The company said that it expects to ship between 320 million and 325 million tonnes of iron ore from its Pilbara operations.
Rio Tinto has 16 iron mines and employs 13,600 people in the area, in Western Australia, north of Perth.
These sites were previously expected to ship “at the low end” of 325 million to 340 million tonnes.
The company said that it had been delayed finishing a new mine and doing up an old one because of a lack of staff in the region because Australian state borders are closed.
“The tight labour market in Western Australia continues to limit our access to labour and we have also experienced delays due to a tight global supply chain,” it said.
Costs at Pilbara are also rising due to freight, diesel and labour rates, as well as the added costs of ensuring staff get vaccinated.
Production in Canada was also hit due to problems getting hold of enough staff and equipment, while labour shortages are also hitting Mongolia.
“It has been another difficult quarter operationally and despite improving versus the prior quarter, we recognise the opportunity to raise our performance.

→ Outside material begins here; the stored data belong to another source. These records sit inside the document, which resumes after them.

#[tokio::test]
async fn test_delete_unknown_review_returns_404() {
    let app = TestApp::new();
    let product = app.seed(Uuid::now_v7(), "Desk lamp", 40.0).await;
    let token = app.token(Uuid::now_v7(), "user");

    let mut request = Request::builder()
        .method("DELETE")
        .uri(format!("/reviews?product_id={}&id={}", product.id, Uuid::now_v7()))
        .body(Body::empty())
        .unwrap();
    request
        .headers_mut()
        .insert(header::AUTHORIZATION, format!("Bearer {token}").parse().unwrap());
    let response = app.router().oneshot(request).await.unwrap();

    assert_eq!(response.status(), StatusCode::NOT_FOUND);
}

#[tokio::test]
async fn test_upload_images_attaches_to_product() {
    let app = TestApp::new();
    let vendor = Uuid::now_v7();
    let product = app.seed(vendor, "Desk lamp", 40.0).await;
    let token = app.token(vendor, "vendor");

    let boundary = "X-SHOP-BOUNDARY";
    let body = format!(
        "--{boundary}\r\n\
         Content-Disposition: form-data; name=\"images\"; filename=\"lamp.jpg\"\r\n\
         Content-Type: image/jpeg\r\n\r\n\
         not-really-a-jpeg\r\n\
         --{boundary}--\r\n"
    );
    let request = Request::builder()
        .method("POST")
        .uri(format!("/{}/images", product.id))
        .header(
            "content-type",
            format!("multipart/form-data; boundary={boundary}"),
        )
        .header(header::AUTHORIZATION, format!("Bearer {token}"))
        .body(Body::from(body))
        .unwrap();

    let response = app.router().oneshot(request).await.unwrap();

    assert_eq!(response.status(), StatusCode::OK);
    let updated: Product = json_body(response.into_body()).await;
    assert_eq!(updated.images.len(), 1);
    assert!(updated.images[0].public_id.starts_with("products/"));
    assert!(app.images.contains(&updated.images[0].public_id).await);
}
impl<R: UserRepository> UserService<R> {
    pub fn new(repository: R, mailer: Arc<dyn Mailer>, images: Arc<dyn ImageStore>) -> Self {
        Self {
            repository: Arc::new(repository),
            mailer,
            images,
        }
    }

    /// Register a new account with the `user` role
    #[instrument(skip(self, input), fields(email = %input.email))]
    pub async fn register(&self, input: RegisterRequest) -> UserResult<User> {
        input
            .validate()
            .map_err(|e| UserError::Validation(e.to_string()))?;
        validate_password(&input.password)?;

        if self.repository.email_exists(&input.email).await? {
            return Err(UserError::DuplicateEmail(normalize_email(&input.email)));
        }

        let password_hash = hash_password(&input.password)?;
        self.repository
            .create(User::new(input.name, input.email, password_hash))
            .await
    }

    /// Verify user credentials (for login)
    ///
    /// Unknown emails and wrong passwords are indistinguishable to the caller.
    #[instrument(skip(self, password))]
    pub async fn verify_credentials(&self, email: &str, password: &str) -> UserResult<User> {
        let user = self
            .repository
            .get_by_email(email)
            .await?
            .ok_or(UserError::InvalidCredentials)?;

        if !verify_password(password, &user.password_hash)? {
            tracing::info!(user_id = %user.id, "Rejected login attempt");
            return Err(UserError::InvalidCredentials);
        }

        Ok(user)
    }

    pub async fn get_user(&self, id: Uuid) -> UserResult<User> {
        self.repository
            .get_by_id(id)
            .await?
            .ok_or(UserError::NotFound(id))
    }

    /// Change the caller's name and email
    #[instrument(skip(self, input))]
    pub async fn update_profile(&self, id: Uuid, input: UpdateProfile) -> UserResult<User> {
        input
            .validate()
            .map_err(|e| UserError::Validation(e.to_string()))?;

        let mut user = self.get_user(id).await?;
        self.ensure_email_free(&user, &input.email).await?;

        user.name = input.name;
        user.email = normalize_email(&input.email);
        user.updated_at = Utc::now();
        self.repository.update(user).await
    }

    /// Change the caller's password after checking the current one
    #[instrument(skip(self, input))]
    pub async fn update_password(&self, id: Uuid, input: UpdatePassword) -> UserResult<User> {
        let mut user = self.get_user(id).await?;

        if !verify_password(&input.old_password, &user.password_hash)? {
            return Err(UserError::Validation("Old password is incorrect".to_string()));
        }
        check_confirmation(&input.new_password, &input.confirm_password)?;
        validate_password(&input.new_password)?;

        user.password_hash = hash_password(&input.new_password)?;
        user.updated_at = Utc::now();
        self.repository.update(user).await
    }

    /// Email a one-time reset link to the account holder
    ///
    /// Only the SHA-256 digest of the token is stored. The link is
    /// `{reset_base_url}/{token}`.
    #[instrument(skip(self, reset_base_url))]
    pub async fn forgot_password(&self, email: &str, reset_base_url: &str) -> UserResult<()> {
        let mut user = self
            .repository
            .get_by_email(email)
            .await?
            .ok_or_else(|| UserError::EmailNotFound(normalize_email(email)))?;

        let token = generate_reset_token();
        user.reset_password_token = Some(digest_token(&token));
        user.reset_password_expire = Some(Utc::now() + Duration::minutes(RESET_TOKEN_TTL_MINUTES));
        let mut user = self.repository.update(user).await?;

        let link = format!("{}/{}", reset_base_url.trim_end_matches('/'), token);
        let mail = OutgoingMail {
            to: user.email.clone(),
            subject: "Password Recovery".to_string(),
            body: format!(
                "Your password reset link is:\n\n{link}\n\n\
                 It expires in {RESET_TOKEN_TTL_MINUTES} minutes. \
                 If you have not requested this email, ignore it."
            ),
        };

        if let Err(e) = self.mailer.send(mail).await {
            tracing::error!(user_id = %user.id, error = %e, "Failed to send reset email");
            user.clear_reset_token();
            self.repository.update(user).await?;
            return Err(e.into());
        }

        tracing::info!(user_id = %user.id, "Password reset email sent");
        Ok(())
    }

    /// Set a new password with an emailed reset token
    #[instrument(skip(self, token, input))]
    pub async fn reset_password(&self, token: &str, input: ResetPassword) -> UserResult<User> {
        let mut user = self
            .repository
            .get_by_reset_token(&digest_token(token), Utc::now())
            .await?
            .ok_or(UserError::InvalidResetToken)?;

        check_confirmation(&input.password, &input.confirm_password)?;
        validate_password(&input.password)?;

        user.password_hash = hash_password(&input.password)?;
        user.clear_reset_token();
        user.updated_at = Utc::now();

        let user = self.repository.update(user).await?;
        tracing::info!(user_id = %user.id, "Password reset");
        Ok(user)
    }

    /// Replace the user's profile picture
    #[instrument(skip(self, bytes), fields(size = bytes.len()))]
    pub async fn set_avatar(&self, id: Uuid, filename: &str, bytes: Vec<u8>) -> UserResult<User> {
        let mut user = self.get_user(id).await?;

        let stored = self.images.upload(AVATAR_FOLDER, bytes, filename).await?;
        let previous = user.avatar.replace(Avatar::from(stored));
        user.updated_at = Utc::now();

        let uploaded = user.avatar.clone();
        let user = match self.repository.update(user).await {
            Ok(user) => user,
            Err(e) => {
                if let Some(avatar) = &uploaded {
                    self.discard_avatar(id, avatar).await;
                }
                return Err(e);
            }
        };

        if let Some(old) = previous {
            self.discard_avatar(id, &old).await;
        }
        Ok(user)
    }

    /// All users, newest first (admin)
    pub async fn list_users(&self) -> UserResult<Vec<User>> {
        self.repository.list(None).await
    }

    /// All vendor accounts
    pub async fn list_vendors(&self) -> UserResult<Vec<User>> {
        self.repository.list(Some(Role::Vendor)).await
    }

    /// Change another user's name, email and role (admin)
    #[instrument(skip(self, input))]
    pub async fn update_user_role(&self, id: Uuid, input: AdminUpdateUser) -> UserResult<User> {
        input
            .validate()
            .map_err(|e| UserError::Validation(e.to_string()))?;

        let mut user = self.get_user(id).await?;
        self.ensure_email_free(&user, &input.email).await?;

        user.name = input.name;
        user.email = normalize_email(&input.email);
        user.role = input.role;
        user.updated_at = Utc::now();
        self.repository.update(user).await
    }

    /// Delete a user and their avatar (admin)
    #[instrument(skip(self))]
    pub async fn delete_user(&self, id: Uuid) -> UserResult<()> {
        let user = self.get_user(id).await?;

        if !self.repository.delete(id).await? {
            return Err(UserError::NotFound(id));
        }

        if let Some(avatar) = &user.avatar {
            self.discard_avatar(id, avatar).await;
        }
        Ok(())
    }

    async fn ensure_email_free(&self, user: &User, email: &str) -> UserResult<()> {
        let email = normalize_email(email);
        if email != user.email && self.repository.email_exists(&email).await? {
            return Err(UserError::DuplicateEmail(email));
        }
        Ok(())
    }

    async fn discard_avatar(&self, user_id: Uuid, avatar: &Avatar) {
        if let Err(e) = self.images.delete(&avatar.public_id).await {
            tracing::warn!(
                user_id = %user_id,
                public_id = %avatar.public_id,
                error = %e,
                "Failed to delete avatar"
            );
        }
    }
}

We have consequently modestly adjusted our guidance,” said chief executive Jakob Stausholm.
He added: “We are progressing against our four pillars and striving to make Rio Tinto even stronger, notably to become the best operator.
“This will ensure we continue to deliver attractive returns to shareholders, invest in sustaining and growing our portfolio, and make a broader contribution to society, particularly in relation to the drive to net-zero carbon emissions.”
Labour and supply chain shortages have impacted many businesses around the world in recent months, as the economy sprung back into action following Covid.
In the UK, shortages of lorry drivers and a rise in gas prices due to booming international demand have been some of the most obvious impacts.
Shares in Rio Tinto had dipped by 1.9% early on Friday morning, making it the second worst performer on London’s FTSE 100.